One of the most annoying things about training on a heavy bag is that you eventually have to refill it. Invariably (especially with the less expensive models) the filler ends up bunched together and it makes the bottom part of the bag rock-hard while the top becomes empty. When that happens, your joints take a beating when you strike the bottom part as there isn’t enough “give” in it anymore. Striking the top part is just as bad as it has too much give there and doesn’t absorb the impacts enough. So you risk hyper-extending your knees and elbows when you punch and kick high. The only option you have left then is to empty out the heavy bag and refill it.
Talk about a boring and mind-numbing job…
This is something I encountered a lot when I was doing research for my heavy bag book. Almost everybody I interviewed said they always postponed refilling the bag because they hated it so much. It felt like a total waste of time to them. Which I completely understand. However, you have to do it because, as I mentioned before, you risk serious injuries if you don’t.
That’s why I started looking into ways to get the bag in good working order without having to empty it out completely first. I’ll explain a couple things you can do here below but first a caveat: they aren’t perfect. Eventually, you’ll still have to empty out the bag and refill it manually. But with these tricks, you won’t have to do it nearly so often. You’ll also get some extra training in too, so there are no downsides here.
Here’s how you go about it:
- Bag humping: Take the bag off the chains and hold it horizontally near the middle. Then you make a weird sort of humping movement with your hips that lifts and rotates the bag. Your hands make a pulling motion to get that rotation going. The key point is to gradually slide the bag to the side as you do this. That way, the filler will drop in bunches toward the top as it becomes heavier and heavier.
- Stomp/side kick: Drop the bag on the floor and stomp or side kick it all the way up and down. Rotate the bag a half or quarter turn and repeat the kicks. Do this as many times as necessary until you feel the bag (especially the bottom part) become softer. The trick is to kick at a slight angle towards the top of the bag. That’ll help spread the filler out more quickly.
- Bag squats: Lift the bag into a vertical position with the top part (where the chains hook in) resting on the floor. Sink into a low squat and grab the bag as low as you can. Then lift it up and toss it a little bit into the air. Catch in with both arms and as you do so, slap both hands into the bag, pulling them towards your stomach as hard as you can. Do this a couple more times, hitting higher with your hands every time until you reach the highest part. Repeat as necessary. Be careful not to blow out your back here; use your legs to lift and throw the bag.

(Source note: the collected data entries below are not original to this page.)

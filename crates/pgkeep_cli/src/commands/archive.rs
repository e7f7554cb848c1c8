//! Archive command implementation.

use super::Backend;
use pgkeep_core::{ops, Config};
use std::path::PathBuf;

/// Runs the archive command.
///
/// A single file is archived directly so the server sees its exact error.
pub async fn run(
    config: &Config,
    backend: &Backend,
    mut files: Vec<PathBuf>,
) -> Result<(), Box<dyn std::error::Error>> {
    if files.len() == 1 {
        if let Some(file) = files.pop() {
            let object = ops::archive_wal(config, backend, &file).await?;
            println!("{} -> {object}", file.display());
        }
        return Ok(());
    }

    let report = ops::archive_wals(config, backend, files).await?;
    println!("Archived {} WAL files", report.succeeded);
    Ok(())
}
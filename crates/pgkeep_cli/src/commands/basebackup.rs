//! Basebackup command implementation.

use super::Backend;
use chrono::Utc;
use pgkeep_core::{ops, Config};

/// Runs the basebackup command.
pub async fn run(config: &Config, backend: &Backend) -> Result<(), Box<dyn std::error::Error>> {
    let report = ops::take_basebackup(config, backend, Utc::now()).await?;
    println!(
        "Stored basebackup {} as {} ({} bytes)",
        report.name, report.object, report.bytes
    );
    Ok(())
}
//! Cleanup command implementation.

use super::Backend;
use crate::options::OutputFormat;
use pgkeep_core::{retention, CleanupReport, Config};
use std::fmt::Write;

/// Runs the cleanup command.
pub async fn run(
    config: &Config,
    backend: &Backend,
    dry_run: bool,
    format: OutputFormat,
) -> Result<(), Box<dyn std::error::Error>> {
    let report = retention::cleanup(config, backend, dry_run).await?;
    match format {
        OutputFormat::Json => println!("{}", serde_json::to_string_pretty(&report)?),
        OutputFormat::Text => print!("{}", render(&report)),
    }
    Ok(())
}

fn render(report: &CleanupReport) -> String {
    let mut out = String::new();
    let verb = if report.dry_run { "Would delete" } else { "Deleted" };

    let _ = writeln!(out, "Keeping {} basebackups:", report.kept.len());
    for name in &report.kept {
        let _ = writeln!(out, "  {name}");
    }
    if report.dry_run {
        let _ = writeln!(out, "{verb} {} basebackups:", report.discarded.len());
    } else {
        let _ = writeln!(
            out,
            "{verb} {} of {} basebackups:",
            report.backups_deleted,
            report.discarded.len()
        );
    }
    for name in &report.discarded {
        let _ = writeln!(out, "  {name}");
    }

    let _ = writeln!(out, "Oldest required WAL: {}", report.oldest_required_wal);
    for archive in &report.archives {
        let count = if report.dry_run {
            archive.candidates
        } else {
            archive.deleted
        };
        let _ = writeln!(out, "{verb} {count} WAL files from {}", archive.location);
    }
    out
}

#[cfg(test)]
mod tests {
    use super::*;
    use pgkeep_core::retention::ArchiveReport;

    fn report(dry_run: bool) -> CleanupReport {
        CleanupReport {
            dry_run,
            kept: vec!["main@2024-01-05T00:00:00Z".into()],
            discarded: vec!["main@2024-01-04T00:00:00Z".into()],
            backups_deleted: if dry_run { 0 } else { 1 },
            oldest_required_wal: "000000010000000000000008".into(),
            archives: vec![ArchiveReport {
                location: "primary".into(),
                candidates: 7,
                deleted: if dry_run { 0 } else { 6 },
            }],
        }
    }

    #[test]
    fn render_reports_deletions() {
        let text = render(&report(false));
        assert!(text.contains("Keeping 1 basebackups"));
        assert!(text.contains("Deleted 1 of 1 basebackups"));
        assert!(text.contains("Deleted 6 WAL files from primary"));
    }

    #[test]
    fn render_dry_run_reports_candidates() {
        let text = render(&report(true));
        assert!(text.contains("Would delete 1 basebackups"));
        assert!(text.contains("Would delete 7 WAL files from primary"));
    }
}
//! Ls command implementation.

use crate::options::OutputFormat;
use pgkeep_core::ops::{self, Inventory};
use pgkeep_storage::StorageBackend;
use std::fmt::Write;

/// Runs the ls command.
pub async fn run(
    backend: &dyn StorageBackend,
    format: OutputFormat,
) -> Result<(), Box<dyn std::error::Error>> {
    let inventory = ops::list(backend).await?;
    match format {
        OutputFormat::Json => println!("{}", serde_json::to_string_pretty(&inventory)?),
        OutputFormat::Text => print!("{}", render(&inventory)),
    }
    Ok(())
}

fn render(inventory: &Inventory) -> String {
    let mut out = String::new();
    let _ = writeln!(out, "Basebackups: {}", inventory.backups.len());
    for backup in &inventory.backups {
        let flag = if backup.sane { "" } else { "  (not sane)" };
        let _ = writeln!(
            out,
            "  {:<40} {:>14} bytes  {}{flag}",
            backup.object,
            backup.size,
            backup.created.to_rfc3339()
        );
    }

    let wal = &inventory.wal;
    let _ = writeln!(
        out,
        "WAL: {} segments, {} labels, {} histories, {} not sane",
        wal.segments, wal.labels, wal.histories, wal.insane
    );
    if let (Some(oldest), Some(newest)) = (&wal.oldest, &wal.newest) {
        let _ = writeln!(out, "  range {oldest} .. {newest}");
    }
    out
}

- Wall sparring: Place the bag near a wall with the top part resting against it, still in an upside-down position. Then you punch and kick it, especially the top part, as if you’re sparring with a partner in class. You don’t have to go full power here. Just land a bunch of techniques to help drop the filler. Do this for a minute or two. Don’t hit the middle part too hard as that can tear the bag in half.
- Free-standing bag sparring: Grab the bag and place it in the middle of your training area. Hold on to it with one hand and then hit it with the other as you let it go. Immediately grab the bag again so it doesn’t fall, which is half the fun and a good challenge right there. You can do this with all sorts of techniques, hitting the bag at all possible angles. Or you can let go of the bag and punch and kick it quickly to keep it from falling over. This is fun too because a small mistake in how hard you hit the bag will drop it to the floor before you can catch it.
- Vertical stomp kicks: This is always the last step in refilling your heavy bag. Drop it on the floor again and repeat the stomp kicks I explained before. This time, land them straight down on the bag, at a vertical angle to distribute the filler evenly. Also, don’t hit as hard as before or you’ll bunch up the filler again; you only kick just hard enough to fill up any spots that are still hollow.
This is the order in which I like to do things but you don’t have to follow it. If you’d rather do the wall sparring first and only then the bag squats, that’s perfectly fine. It all depends on your personal preferences and how bunched up the filler is.